Quindi vanno inclusi nella nozione di atto regolamentare anche gli atti legislativi.
Infine un altro argomento può essere che se non inseriamo gli atti legislativi fra gli atti
regolamentari la carenza di effettività della tutela giurisdizionale rimane, ma può anche
portare conseguenze non da poco se si riflette sul fatto che l’Ue sta per aderire alla CEDU,
e quindi un’interpretazione restrittiva dell’art.263 TFUE, 4° comma, ultima parte, potrebbe
esser oggetto di censure da parte della Corte europea dei diritti dell’Uomo, di censura in
termini di violazione degli artt. 6 e 13 CEDU, o ancor prima, lasciando da parte la CEDU e
la prospettiva di adesione, in termini di violazione dell’art. 47 della Carta di Nizza, che ha
lo stesso valore giuridico dei Trattati.
Quella carenza di effettività che si verifica con l’esclusione degli atti legislativi dagli atti
regolamentari si concretizza anche nella violazione di articoli CEDU e della Carta.
29/04/2013
Gli effetti delle sentenze emesse dalla Corte di Giustizia all’esito del
procedimento del ricorso per annullamento.
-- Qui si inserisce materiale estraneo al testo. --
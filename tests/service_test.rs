//! Batch orchestration tests against a mocked store

mod common;

use std::collections::BTreeSet;
use std::sync::atomic::{AtomicUsize, Ordering};

use anyhow::Result;
use mockall::{mock, predicate, Sequence};

use common::{posts, FakeSource, TopCall};
use subharvest::models::{Comment, Community, CrossPost, IncompleteCommunity, Submission};
use subharvest::{BatchPolicy, CollectorSettings, HarvestService, HarvestStore};

mock! {
    pub Store {}

    impl HarvestStore for Store {
        fn upsert_community(&self, community: &Community) -> Result<()>;
        fn upsert_submissions(&self, submissions: &[Submission]) -> Result<usize>;
        fn upsert_comments(&self, comments: &[Comment]) -> Result<usize>;
        fn upsert_crossposts(&self, crossposts: &[CrossPost]) -> Result<usize>;
        fn query_unexplored_community_names(&self) -> Result<BTreeSet<String>>;
        fn query_incomplete_communities(&self, min_submissions: usize) -> Result<Vec<IncompleteCommunity>>;
    }
}

fn settings() -> CollectorSettings {
    CollectorSettings {
        submissions_limit: 3,
        ..CollectorSettings::default()
    }
}

fn source() -> FakeSource {
    FakeSource::new()
        .with_listing("alpha", posts("a", "alpha", 5))
        .with_listing("beta", posts("b", "beta", 5))
}

/// Accept any number of saves
fn accept_saves(store: &mut MockStore) {
    store.expect_upsert_community().returning(|_| Ok(()));
    store.expect_upsert_submissions().returning(|s| Ok(s.len()));
    store.expect_upsert_comments().returning(|c| Ok(c.len()));
    store.expect_upsert_crossposts().returning(|c| Ok(c.len()));
}

fn names(list: &[&str]) -> BTreeSet<String> {
    list.iter().map(|name| (*name).to_string()).collect()
}

#[tokio::test(start_paused = true)]
async fn test_saves_each_harvest_in_order() {
    let mut store = MockStore::new();
    let mut seq = Sequence::new();
    store
        .expect_upsert_community()
        .withf(|community| community.name == "alpha")
        .times(1)
        .in_sequence(&mut seq)
        .returning(|_| Ok(()));
    store
        .expect_upsert_submissions()
        .withf(|submissions| submissions.len() == 3 && submissions.iter().all(|s| s.from_listing))
        .times(1)
        .in_sequence(&mut seq)
        .returning(|s| Ok(s.len()));
    store
        .expect_upsert_comments()
        .times(1)
        .in_sequence(&mut seq)
        .returning(|c| Ok(c.len()));
    store
        .expect_upsert_crossposts()
        .times(1)
        .in_sequence(&mut seq)
        .returning(|c| Ok(c.len()));

    let service = HarvestService::new(source(), store, settings(), BatchPolicy::Continue);
    let report = service
        .collect_communities(Some(vec!["r/alpha".to_string(), "alpha".to_string()]))
        .await
        .expect("Batch failed");

    assert_eq!(report.collected, vec!["alpha".to_string()]);
    assert!(report.failures.is_empty());
    assert_eq!(report.attempted(), 1);
}

#[tokio::test(start_paused = true)]
async fn test_invalid_name_rejects_batch() {
    let store = MockStore::new();
    let service = HarvestService::new(source(), store, settings(), BatchPolicy::Continue);

    let result = service
        .collect_communities(Some(vec!["alpha".to_string(), "bad name!".to_string()]))
        .await;
    assert!(result.is_err());
}

#[tokio::test(start_paused = true)]
async fn test_continue_isolates_failures() {
    let mut store = MockStore::new();
    accept_saves(&mut store);

    let service = HarvestService::new(source(), store, settings(), BatchPolicy::Continue);
    let report = service
        .collect_communities(Some(vec!["missing".to_string(), "beta".to_string()]))
        .await
        .expect("Batch failed");

    assert_eq!(report.collected, vec!["beta".to_string()]);
    assert_eq!(report.failures.len(), 1);
    assert_eq!(report.failures[0].community, "missing");
    assert!(!report.halted);
}

#[tokio::test(start_paused = true)]
async fn test_halt_stops_at_first_failure() {
    let store = MockStore::new();

    let service = HarvestService::new(source(), store, settings(), BatchPolicy::Halt);
    let report = service
        .collect_communities(Some(vec!["missing".to_string(), "beta".to_string()]))
        .await
        .expect("Batch failed");

    assert!(report.halted);
    assert!(report.collected.is_empty());
    assert_eq!(report.failures.len(), 1);
    assert_eq!(report.attempted(), 1);
}

#[tokio::test(start_paused = true)]
async fn test_store_failure_counts_as_community_failure() {
    let mut store = MockStore::new();
    store
        .expect_upsert_community()
        .returning(|_| Err(anyhow::anyhow!("disk full")));

    let service = HarvestService::new(source(), store, settings(), BatchPolicy::Continue);
    let report = service
        .collect_communities(Some(vec!["alpha".to_string()]))
        .await
        .expect("Batch failed");

    assert_eq!(report.failures.len(), 1);
    let message = format!("{:#}", report.failures[0].error);
    assert!(message.contains("alpha"));
    assert!(message.contains("disk full"));
}

#[tokio::test(start_paused = true)]
async fn test_frontier_used_when_no_names_given() {
    let mut store = MockStore::new();
    store
        .expect_query_unexplored_community_names()
        .times(1)
        .returning(|| Ok(names(&["alpha", "u_someone"])));
    accept_saves(&mut store);

    let service = HarvestService::new(source(), store, settings(), BatchPolicy::Continue);
    let report = service.collect_communities(None).await.expect("Batch failed");

    assert_eq!(report.collected, vec!["alpha".to_string()]);
    assert_eq!(report.attempted(), 1);
}

#[tokio::test(start_paused = true)]
async fn test_complete_collection_resumes_from_cursor() {
    let mut store = MockStore::new();
    store
        .expect_query_incomplete_communities()
        .with(predicate::eq(3))
        .times(1)
        .returning(|_| {
            Ok(vec![
                IncompleteCommunity {
                    name: "alpha".to_string(),
                    last_submission_id: "a0001".to_string(),
                    offset: 2,
                },
                IncompleteCommunity {
                    name: "beta".to_string(),
                    last_submission_id: "b0002".to_string(),
                    offset: 3,
                },
            ])
        });
    accept_saves(&mut store);

    let service = HarvestService::new(source(), store, settings(), BatchPolicy::Continue);
    let report = service.complete_collection(3).await.expect("Batch failed");

    assert_eq!(report.collected, vec!["alpha".to_string()]);
    assert_eq!(report.skipped, vec!["beta".to_string()]);
    assert!(report.failures.is_empty());
}

#[tokio::test(start_paused = true)]
async fn test_complete_collection_requests_remainder() {
    let source = FakeSource::new().with_listing("alpha", posts("a", "alpha", 5));
    let calls = source.call_log();

    let mut store = MockStore::new();
    store.expect_query_incomplete_communities().returning(|_| {
        Ok(vec![IncompleteCommunity {
            name: "alpha".to_string(),
            last_submission_id: "a0001".to_string(),
            offset: 2,
        }])
    });
    store.expect_upsert_community().returning(|_| Ok(()));
    store
        .expect_upsert_submissions()
        .withf(|submissions| submissions.len() == 1 && submissions[0].id == "a0002")
        .times(1)
        .returning(|s| Ok(s.len()));
    store.expect_upsert_comments().returning(|c| Ok(c.len()));
    store.expect_upsert_crossposts().returning(|c| Ok(c.len()));

    let service = HarvestService::new(source, store, settings(), BatchPolicy::Continue);
    let report = service.complete_collection(3).await.expect("Batch failed");

    assert_eq!(report.collected, vec!["alpha".to_string()]);
    assert_eq!(
        *calls.lock().expect("calls lock"),
        vec![TopCall {
            community: "alpha".to_string(),
            after: Some("a0001".to_string()),
            limit: 1,
        }]
    );
}

#[tokio::test(start_paused = true)]
async fn test_complete_collection_targets_min_submissions_over_limit() {
    let source = FakeSource::new().with_listing("alpha", posts("a", "alpha", 12));
    let calls = source.call_log();

    let mut store = MockStore::new();
    store
        .expect_query_incomplete_communities()
        .with(predicate::eq(10))
        .times(1)
        .returning(|_| {
            Ok(vec![IncompleteCommunity {
                name: "alpha".to_string(),
                last_submission_id: "a0004".to_string(),
                offset: 5,
            }])
        });
    store.expect_upsert_community().returning(|_| Ok(()));
    store
        .expect_upsert_submissions()
        .withf(|submissions| {
            let ids: Vec<&str> = submissions.iter().map(|s| s.id.as_str()).collect();
            ids == ["a0005", "a0006", "a0007", "a0008", "a0009"]
        })
        .times(1)
        .returning(|s| Ok(s.len()));
    store.expect_upsert_comments().returning(|c| Ok(c.len()));
    store.expect_upsert_crossposts().returning(|c| Ok(c.len()));

    // The configured limit of 3 is below both the offset and the minimum
    let service = HarvestService::new(source, store, settings(), BatchPolicy::Continue);
    let report = service.complete_collection(10).await.expect("Batch failed");

    assert_eq!(report.collected, vec!["alpha".to_string()]);
    assert!(report.skipped.is_empty());
    assert_eq!(
        *calls.lock().expect("calls lock"),
        vec![TopCall {
            community: "alpha".to_string(),
            after: Some("a0004".to_string()),
            limit: 5,
        }]
    );
}

#[tokio::test(start_paused = true)]
async fn test_explore_follows_new_communities_once() {
    let mut store = MockStore::new();
    let round = AtomicUsize::new(0);
    store.expect_query_unexplored_community_names().returning(move || {
        let frontier = match round.fetch_add(1, Ordering::SeqCst) {
            0 => names(&["alpha"]),
            1 => names(&["alpha", "beta", "missing"]),
            _ => names(&["missing"]),
        };
        Ok(frontier)
    });
    accept_saves(&mut store);

    let service = HarvestService::new(source(), store, settings(), BatchPolicy::Continue);
    let report = service.explore(5).await.expect("Exploration failed");

    assert_eq!(report.collected, vec!["alpha".to_string(), "beta".to_string()]);
    assert_eq!(report.failures.len(), 1);
    assert_eq!(report.failures[0].community, "missing");
    assert_eq!(report.attempted(), 3);
}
La portata delle pronunce sui giudizi nazionali.
Si fa riferimento all’art. 264 del TFUE, ove si dispone che la Corte di Giustizia dell’UE
allorché il ricorso sia fondato dichiara nullo e non avvenuto l’atto (viziato) impugnato.
Questo è il dispositivo della sentenza di accoglimento del ricorso.
Quindi gli effetti della sentenza pronunciata all’esito di un ricorso per annullamento ritenuto
fondato, sono effetti ex tunc ed erga omnes.
L’atto è nullo e non avvenuto, quindi scompare e non è più presente nell’ordinamento
dell’Ue, e ciò fin dalla data della sua entrata in vigore.
Il 2° comma dell’art. 264 TFUE specifica che la Corte ove necessario precisa gli effetti
dell’atto annullato che devono esser considerati definitivi.
Ossia la Corte può in via eccezionale stabilire l’entità della portata retroattiva degli effetti
della sentenza. Questo si può verificare per ragioni eccezionali e in particolar modo in
presenza di rischi e pregiudizi denotati e qualificati dalla Corte di Giustizia secondo precise
caratteristiche.
Quando si verifica questo tipo di limitazione?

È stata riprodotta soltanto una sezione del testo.